Study: 1 in 5 Women Considered "Women of Influence"

Here's something for the ol' self-confidence bank — well, at least for 20 percent of us: According to a study released Monday by Allianz Life Insurance Company, one in five women constitutes a “woman of influence". But, um, what exactly does that mean?

A “woman of influence” is defined as being active in major investment decisions, having a good understanding of financial products, and having an interest in learning about financial matters.

The study was conducted in December 2012 with more than 2,000 women, ages 25 to 75, with household income of at least $30,000 a year.

Of note, the "woman of influence" wasn’t just the corporate ladder-climber, as Katie Libbe, vice president of consumer insights for Allianz Life, explains. “While some are that, the ‘woman of influence’ can just as easily be a stay-at-home mom who is fully engaged in household finances and committed to actively managing her family’s financial future.”

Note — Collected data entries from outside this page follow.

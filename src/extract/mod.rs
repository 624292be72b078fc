//! Request extractors that validate their input before a handler runs.
//!
//! Every rejection is an [`AppError`], so malformed input is reported with
//! the same error body as everything else.

mod auth;

pub use auth::{Auth, MaybeAuth, AUTHORIZATION_PREFIX};

use aide::OperationIo;
use axum::{
	body::Body,
	extract::{FromRequest, FromRequestParts, Request},
	http::{request, Response},
	response::IntoResponse,
};
use schemars::JsonSchema;
use serde::{de::DeserializeOwned, Serialize};
use validator::Validate;

use crate::error::AppError;

/// A JSON body, checked against the schema of `T` and then validated.
///
/// Also used as the response type of every handler so that responses are
/// documented with the same schema.
///
/// ```rust,ignore
/// async fn route(Json(input): Json<CreatePost>) -> Json<Post> {
///   // ...
/// }
/// ```
#[derive(OperationIo)]
#[aide(
	input_with = "axum_jsonschema::Json<T>",
	output_with = "axum_jsonschema::Json<T>",
	json_schema
)]
pub struct Json<T>(pub T);

impl<T: Serialize> IntoResponse for Json<T> {
	fn into_response(self) -> Response<Body> {
		axum::Json(self.0).into_response()
	}
}

#[axum::async_trait]
impl<T, S> FromRequest<S> for Json<T>
where
	T: DeserializeOwned + Validate + JsonSchema + 'static,
	S: Send + Sync,
{
	type Rejection = AppError;

	async fn from_request(req: Request, state: &S) -> Result<Self, Self::Rejection> {
		let axum_jsonschema::Json(input) = axum_jsonschema::Json::<T>::from_request(req, state).await?;

		input.validate()?;
		Ok(Self(input))
	}
}

/// Wraps an axum extractor that reads from the request parts, validating
/// what it deserializes.
macro_rules! validated {
	($(#[$meta:meta])* $name:ident => $inner:ident, $input_with:tt) => {
		$(#[$meta])*
		#[derive(OperationIo)]
		#[aide(
			input_with = $input_with,
			output_with = "axum_jsonschema::Json<T>",
			json_schema
		)]
		pub struct $name<T>(pub T);

		#[axum::async_trait]
		impl<T, S> FromRequestParts<S> for $name<T>
		where
			T: DeserializeOwned + Validate + Send,
			S: Send + Sync,
		{
			type Rejection = AppError;

			async fn from_request_parts(
				parts: &mut request::Parts,
				state: &S,
			) -> Result<Self, Self::Rejection> {
				let axum::extract::$inner(input) =
					axum::extract::$inner::<T>::from_request_parts(parts, state).await?;

				input.validate()?;
				Ok(Self(input))
			}
		}
	};
}

validated! {
	/// A validated query string, such as [`Paginate`](crate::route::model::Paginate).
	Query => Query, "axum::extract::Query<T>"
}

validated! {
	/// Validated path parameters.
	Path => Path, "axum::extract::Path<T>"
}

As reported by The Herald , a “woman of influence” is more likely to feel financially secure (79 percent versus 62 percent of all women surveyed) and more likely to feel confident in their ability to spend, save, and invest wisely than the average woman (87 percent versus 69 percent). The study also found that “women of influence” tend to have more earning power (making an average of $57,000 a year versus $48,000 for all women surveyed), a higher incidence of post-graduate education (26 percent completed a graduate degree versus 20 percent for all women surveyed), and more success in the workplace (they are 50 percent more likely to be a business owner and 80 percent more likely to serve at the director or vice president level within their company than the average woman).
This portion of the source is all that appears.